#### [What the task requires]
In the entries that follow, how many lines hold "ArtifactEncodingFailed"? Nothing but the number is expected.

#### [Given entries]
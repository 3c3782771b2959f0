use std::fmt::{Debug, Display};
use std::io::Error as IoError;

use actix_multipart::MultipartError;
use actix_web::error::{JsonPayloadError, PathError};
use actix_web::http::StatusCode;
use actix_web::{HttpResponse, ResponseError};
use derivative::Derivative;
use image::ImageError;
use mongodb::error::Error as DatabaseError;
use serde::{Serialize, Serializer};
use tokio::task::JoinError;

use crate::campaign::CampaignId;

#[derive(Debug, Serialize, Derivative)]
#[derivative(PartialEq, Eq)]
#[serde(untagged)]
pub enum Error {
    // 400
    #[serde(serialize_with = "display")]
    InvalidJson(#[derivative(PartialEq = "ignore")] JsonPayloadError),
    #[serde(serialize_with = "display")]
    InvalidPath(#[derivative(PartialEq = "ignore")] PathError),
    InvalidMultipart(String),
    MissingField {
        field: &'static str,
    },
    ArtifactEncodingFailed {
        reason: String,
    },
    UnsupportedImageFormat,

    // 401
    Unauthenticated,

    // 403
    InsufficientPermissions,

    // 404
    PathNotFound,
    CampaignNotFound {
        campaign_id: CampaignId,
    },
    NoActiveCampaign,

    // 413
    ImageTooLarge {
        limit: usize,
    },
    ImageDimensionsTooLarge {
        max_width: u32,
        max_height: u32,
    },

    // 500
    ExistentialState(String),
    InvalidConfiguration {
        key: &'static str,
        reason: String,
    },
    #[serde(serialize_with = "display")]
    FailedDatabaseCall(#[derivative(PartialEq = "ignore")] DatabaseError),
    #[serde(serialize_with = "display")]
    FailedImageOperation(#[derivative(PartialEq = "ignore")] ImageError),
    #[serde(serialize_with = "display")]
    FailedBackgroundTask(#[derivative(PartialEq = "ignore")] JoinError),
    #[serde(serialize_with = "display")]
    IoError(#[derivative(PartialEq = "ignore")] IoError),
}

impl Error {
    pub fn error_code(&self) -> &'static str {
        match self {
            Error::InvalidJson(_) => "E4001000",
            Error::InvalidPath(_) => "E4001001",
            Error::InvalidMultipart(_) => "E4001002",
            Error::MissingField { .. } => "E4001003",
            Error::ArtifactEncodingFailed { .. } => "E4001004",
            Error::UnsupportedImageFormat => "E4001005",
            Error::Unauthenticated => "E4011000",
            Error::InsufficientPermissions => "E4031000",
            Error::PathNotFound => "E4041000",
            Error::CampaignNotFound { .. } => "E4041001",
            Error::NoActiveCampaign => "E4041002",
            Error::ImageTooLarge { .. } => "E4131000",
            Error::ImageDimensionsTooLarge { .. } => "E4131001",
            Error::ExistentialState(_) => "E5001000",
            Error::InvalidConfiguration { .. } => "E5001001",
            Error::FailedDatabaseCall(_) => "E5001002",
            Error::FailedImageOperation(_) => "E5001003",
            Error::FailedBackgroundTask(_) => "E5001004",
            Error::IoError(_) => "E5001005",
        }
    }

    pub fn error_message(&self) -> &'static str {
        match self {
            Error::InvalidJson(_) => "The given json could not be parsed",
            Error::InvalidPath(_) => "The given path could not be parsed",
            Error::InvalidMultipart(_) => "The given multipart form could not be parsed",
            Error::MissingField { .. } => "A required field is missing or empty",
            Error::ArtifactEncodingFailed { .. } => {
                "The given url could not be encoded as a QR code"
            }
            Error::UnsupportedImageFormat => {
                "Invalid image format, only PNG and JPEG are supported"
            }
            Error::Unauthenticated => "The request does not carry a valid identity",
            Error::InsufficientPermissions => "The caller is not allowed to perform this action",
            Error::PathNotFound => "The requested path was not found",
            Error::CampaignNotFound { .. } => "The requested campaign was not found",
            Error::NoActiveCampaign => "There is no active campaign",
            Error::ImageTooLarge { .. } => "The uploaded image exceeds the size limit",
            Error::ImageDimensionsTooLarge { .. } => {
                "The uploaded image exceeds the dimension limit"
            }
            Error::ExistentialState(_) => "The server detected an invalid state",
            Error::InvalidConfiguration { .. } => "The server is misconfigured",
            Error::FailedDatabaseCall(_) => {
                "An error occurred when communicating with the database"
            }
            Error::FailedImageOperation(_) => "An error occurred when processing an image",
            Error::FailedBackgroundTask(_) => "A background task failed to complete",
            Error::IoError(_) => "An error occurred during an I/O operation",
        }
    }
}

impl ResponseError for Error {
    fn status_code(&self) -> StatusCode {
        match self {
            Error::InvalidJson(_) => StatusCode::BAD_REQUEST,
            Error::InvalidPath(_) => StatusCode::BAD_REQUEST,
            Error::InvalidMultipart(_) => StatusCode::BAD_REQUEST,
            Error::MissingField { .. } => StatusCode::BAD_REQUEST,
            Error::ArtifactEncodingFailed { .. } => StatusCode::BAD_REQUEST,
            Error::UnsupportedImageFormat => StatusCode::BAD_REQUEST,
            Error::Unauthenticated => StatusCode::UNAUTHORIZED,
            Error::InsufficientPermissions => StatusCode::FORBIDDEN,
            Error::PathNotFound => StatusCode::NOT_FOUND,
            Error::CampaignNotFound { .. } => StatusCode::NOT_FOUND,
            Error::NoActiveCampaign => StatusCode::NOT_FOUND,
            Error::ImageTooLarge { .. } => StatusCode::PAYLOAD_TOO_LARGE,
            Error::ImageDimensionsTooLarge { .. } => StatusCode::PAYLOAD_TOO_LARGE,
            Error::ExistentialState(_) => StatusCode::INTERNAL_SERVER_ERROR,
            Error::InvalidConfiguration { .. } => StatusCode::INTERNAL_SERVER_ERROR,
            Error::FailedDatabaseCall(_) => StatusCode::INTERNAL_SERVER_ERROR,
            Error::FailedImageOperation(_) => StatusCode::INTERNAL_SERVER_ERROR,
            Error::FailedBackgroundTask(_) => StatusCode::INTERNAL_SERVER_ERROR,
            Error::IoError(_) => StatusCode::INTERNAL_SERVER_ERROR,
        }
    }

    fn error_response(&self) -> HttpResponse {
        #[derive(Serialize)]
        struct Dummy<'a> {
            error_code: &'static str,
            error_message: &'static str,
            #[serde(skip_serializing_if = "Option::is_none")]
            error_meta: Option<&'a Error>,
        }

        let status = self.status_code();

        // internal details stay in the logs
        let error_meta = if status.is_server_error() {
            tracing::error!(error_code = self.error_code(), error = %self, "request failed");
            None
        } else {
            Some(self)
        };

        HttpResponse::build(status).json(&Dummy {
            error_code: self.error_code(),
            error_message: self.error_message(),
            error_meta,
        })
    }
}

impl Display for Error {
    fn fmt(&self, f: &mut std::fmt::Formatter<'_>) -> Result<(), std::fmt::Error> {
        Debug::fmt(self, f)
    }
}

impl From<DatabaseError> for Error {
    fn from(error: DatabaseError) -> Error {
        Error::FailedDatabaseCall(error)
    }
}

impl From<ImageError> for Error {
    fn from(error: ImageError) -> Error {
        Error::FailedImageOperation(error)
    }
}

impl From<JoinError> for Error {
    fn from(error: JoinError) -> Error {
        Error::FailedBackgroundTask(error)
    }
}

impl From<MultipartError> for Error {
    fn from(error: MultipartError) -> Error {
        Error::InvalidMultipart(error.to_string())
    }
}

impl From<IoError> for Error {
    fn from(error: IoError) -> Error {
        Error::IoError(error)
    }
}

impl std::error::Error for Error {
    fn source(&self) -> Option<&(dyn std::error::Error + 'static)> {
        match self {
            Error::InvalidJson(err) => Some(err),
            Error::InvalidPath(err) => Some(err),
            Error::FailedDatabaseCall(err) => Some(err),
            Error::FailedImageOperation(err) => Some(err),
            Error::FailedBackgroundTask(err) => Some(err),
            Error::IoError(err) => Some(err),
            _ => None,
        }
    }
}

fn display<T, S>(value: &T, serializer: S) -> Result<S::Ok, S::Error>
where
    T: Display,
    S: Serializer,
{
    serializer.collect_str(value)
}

--

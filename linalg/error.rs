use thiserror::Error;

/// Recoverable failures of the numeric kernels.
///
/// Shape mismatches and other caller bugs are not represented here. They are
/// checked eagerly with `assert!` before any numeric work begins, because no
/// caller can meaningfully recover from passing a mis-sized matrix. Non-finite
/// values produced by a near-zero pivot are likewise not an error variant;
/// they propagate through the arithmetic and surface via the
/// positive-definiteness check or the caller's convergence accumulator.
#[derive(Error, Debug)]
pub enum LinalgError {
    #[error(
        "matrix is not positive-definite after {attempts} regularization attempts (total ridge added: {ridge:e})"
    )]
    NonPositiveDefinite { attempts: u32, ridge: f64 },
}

==

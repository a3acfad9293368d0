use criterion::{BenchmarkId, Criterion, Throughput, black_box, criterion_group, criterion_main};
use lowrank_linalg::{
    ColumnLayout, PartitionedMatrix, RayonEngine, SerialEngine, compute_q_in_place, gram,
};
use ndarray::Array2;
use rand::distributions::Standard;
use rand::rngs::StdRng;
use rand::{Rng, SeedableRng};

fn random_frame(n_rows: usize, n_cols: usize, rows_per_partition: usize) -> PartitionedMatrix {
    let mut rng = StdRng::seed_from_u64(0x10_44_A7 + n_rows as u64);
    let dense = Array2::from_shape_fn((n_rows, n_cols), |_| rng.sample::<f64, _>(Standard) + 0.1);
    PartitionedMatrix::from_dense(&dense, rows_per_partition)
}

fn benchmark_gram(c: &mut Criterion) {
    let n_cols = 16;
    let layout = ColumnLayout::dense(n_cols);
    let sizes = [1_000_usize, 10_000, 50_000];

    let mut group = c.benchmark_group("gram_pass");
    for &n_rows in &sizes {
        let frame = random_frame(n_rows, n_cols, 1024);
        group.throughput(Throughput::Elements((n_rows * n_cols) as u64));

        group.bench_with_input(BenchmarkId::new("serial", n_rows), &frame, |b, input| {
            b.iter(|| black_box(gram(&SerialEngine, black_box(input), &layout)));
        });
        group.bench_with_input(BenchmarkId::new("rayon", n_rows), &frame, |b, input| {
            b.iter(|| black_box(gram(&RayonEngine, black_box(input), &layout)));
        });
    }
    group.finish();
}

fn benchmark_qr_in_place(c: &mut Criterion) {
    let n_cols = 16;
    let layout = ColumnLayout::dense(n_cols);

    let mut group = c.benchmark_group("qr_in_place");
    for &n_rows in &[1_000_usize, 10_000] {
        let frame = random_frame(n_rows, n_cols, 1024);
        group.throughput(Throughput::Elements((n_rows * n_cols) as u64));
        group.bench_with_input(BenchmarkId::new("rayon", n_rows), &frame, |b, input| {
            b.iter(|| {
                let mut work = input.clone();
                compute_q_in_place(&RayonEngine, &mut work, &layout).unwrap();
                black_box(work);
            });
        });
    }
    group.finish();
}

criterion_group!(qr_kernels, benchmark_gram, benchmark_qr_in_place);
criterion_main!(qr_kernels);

#### [The answer]
4